> [Problem to work on]: Whenever a line of the records below contains the word "retries", copy that line.

> [Input]:
BEGIN
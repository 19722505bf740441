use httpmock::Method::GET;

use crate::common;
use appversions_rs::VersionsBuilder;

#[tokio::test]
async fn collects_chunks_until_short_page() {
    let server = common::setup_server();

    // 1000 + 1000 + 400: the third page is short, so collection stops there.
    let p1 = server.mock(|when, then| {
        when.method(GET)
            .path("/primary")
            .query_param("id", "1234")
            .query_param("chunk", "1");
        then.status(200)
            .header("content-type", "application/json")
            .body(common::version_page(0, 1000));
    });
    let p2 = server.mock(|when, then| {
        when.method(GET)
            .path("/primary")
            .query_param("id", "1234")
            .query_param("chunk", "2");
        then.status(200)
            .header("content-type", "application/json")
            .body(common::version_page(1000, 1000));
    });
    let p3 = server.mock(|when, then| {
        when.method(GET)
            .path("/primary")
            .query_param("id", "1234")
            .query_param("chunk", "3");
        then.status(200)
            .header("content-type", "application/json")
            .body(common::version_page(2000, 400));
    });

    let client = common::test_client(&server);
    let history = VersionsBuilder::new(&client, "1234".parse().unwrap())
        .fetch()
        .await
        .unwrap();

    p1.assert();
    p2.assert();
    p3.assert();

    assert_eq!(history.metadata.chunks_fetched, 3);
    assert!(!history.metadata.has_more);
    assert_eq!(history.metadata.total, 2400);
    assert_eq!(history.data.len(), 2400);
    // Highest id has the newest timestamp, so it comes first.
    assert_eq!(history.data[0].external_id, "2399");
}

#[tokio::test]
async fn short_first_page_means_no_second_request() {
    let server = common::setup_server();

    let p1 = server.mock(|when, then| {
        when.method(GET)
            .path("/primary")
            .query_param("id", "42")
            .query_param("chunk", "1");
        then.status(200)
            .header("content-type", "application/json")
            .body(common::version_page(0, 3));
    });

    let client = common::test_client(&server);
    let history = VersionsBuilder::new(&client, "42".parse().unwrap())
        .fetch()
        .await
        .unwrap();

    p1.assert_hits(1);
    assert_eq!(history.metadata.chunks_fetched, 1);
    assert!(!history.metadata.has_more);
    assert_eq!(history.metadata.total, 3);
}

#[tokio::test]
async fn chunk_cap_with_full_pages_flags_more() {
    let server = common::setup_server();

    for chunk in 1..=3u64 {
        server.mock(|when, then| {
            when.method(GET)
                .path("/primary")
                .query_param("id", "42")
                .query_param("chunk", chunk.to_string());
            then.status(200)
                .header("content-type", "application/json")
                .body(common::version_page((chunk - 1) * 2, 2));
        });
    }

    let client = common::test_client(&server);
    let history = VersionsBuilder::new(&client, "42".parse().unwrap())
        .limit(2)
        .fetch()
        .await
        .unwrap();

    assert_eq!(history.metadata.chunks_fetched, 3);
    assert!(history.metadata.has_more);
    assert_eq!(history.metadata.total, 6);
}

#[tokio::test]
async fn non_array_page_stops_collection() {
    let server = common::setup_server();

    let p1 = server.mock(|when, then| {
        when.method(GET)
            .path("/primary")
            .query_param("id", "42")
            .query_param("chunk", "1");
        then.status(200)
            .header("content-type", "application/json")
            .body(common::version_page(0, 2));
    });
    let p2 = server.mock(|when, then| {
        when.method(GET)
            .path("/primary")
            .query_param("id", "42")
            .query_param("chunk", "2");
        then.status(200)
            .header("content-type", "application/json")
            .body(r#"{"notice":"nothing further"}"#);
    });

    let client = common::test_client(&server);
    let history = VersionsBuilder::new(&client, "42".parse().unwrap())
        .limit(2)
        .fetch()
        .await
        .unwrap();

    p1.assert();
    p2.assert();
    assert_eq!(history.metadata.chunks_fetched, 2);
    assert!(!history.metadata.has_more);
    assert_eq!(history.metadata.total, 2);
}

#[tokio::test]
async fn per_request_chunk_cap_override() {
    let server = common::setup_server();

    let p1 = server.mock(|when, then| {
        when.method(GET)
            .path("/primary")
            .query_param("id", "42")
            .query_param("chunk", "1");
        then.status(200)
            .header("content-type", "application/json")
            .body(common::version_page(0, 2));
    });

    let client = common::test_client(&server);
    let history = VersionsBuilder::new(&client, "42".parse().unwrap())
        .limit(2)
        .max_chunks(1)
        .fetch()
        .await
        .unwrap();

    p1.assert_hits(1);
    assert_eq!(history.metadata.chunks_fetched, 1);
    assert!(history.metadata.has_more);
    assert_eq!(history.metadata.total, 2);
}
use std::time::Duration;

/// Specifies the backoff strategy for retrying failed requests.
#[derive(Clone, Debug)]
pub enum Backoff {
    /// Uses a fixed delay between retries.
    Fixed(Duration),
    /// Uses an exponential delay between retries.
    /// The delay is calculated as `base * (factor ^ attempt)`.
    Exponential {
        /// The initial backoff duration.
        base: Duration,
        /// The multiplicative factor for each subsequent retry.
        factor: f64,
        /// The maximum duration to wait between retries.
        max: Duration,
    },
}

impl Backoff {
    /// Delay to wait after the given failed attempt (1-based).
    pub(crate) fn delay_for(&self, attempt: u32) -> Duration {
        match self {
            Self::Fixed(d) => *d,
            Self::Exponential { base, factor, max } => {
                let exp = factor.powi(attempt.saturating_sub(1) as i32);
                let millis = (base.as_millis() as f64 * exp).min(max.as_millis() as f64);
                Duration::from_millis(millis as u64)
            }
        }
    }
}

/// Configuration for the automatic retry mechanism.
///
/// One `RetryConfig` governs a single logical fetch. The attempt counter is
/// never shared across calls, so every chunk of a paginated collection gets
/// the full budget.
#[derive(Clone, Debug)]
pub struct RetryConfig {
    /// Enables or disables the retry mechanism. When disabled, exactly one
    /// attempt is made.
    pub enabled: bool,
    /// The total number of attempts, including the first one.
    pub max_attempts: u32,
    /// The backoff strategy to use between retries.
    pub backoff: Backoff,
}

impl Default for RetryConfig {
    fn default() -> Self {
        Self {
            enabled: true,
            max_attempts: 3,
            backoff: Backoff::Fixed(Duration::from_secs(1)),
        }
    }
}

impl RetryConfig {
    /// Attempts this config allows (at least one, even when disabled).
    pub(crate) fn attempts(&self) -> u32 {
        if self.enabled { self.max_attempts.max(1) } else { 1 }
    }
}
END
> [Task response]:
    /// Uses a fixed delay between retries.
    /// Uses an exponential delay between retries.
        /// The maximum duration to wait between retries.
    /// The backoff strategy to use between retries.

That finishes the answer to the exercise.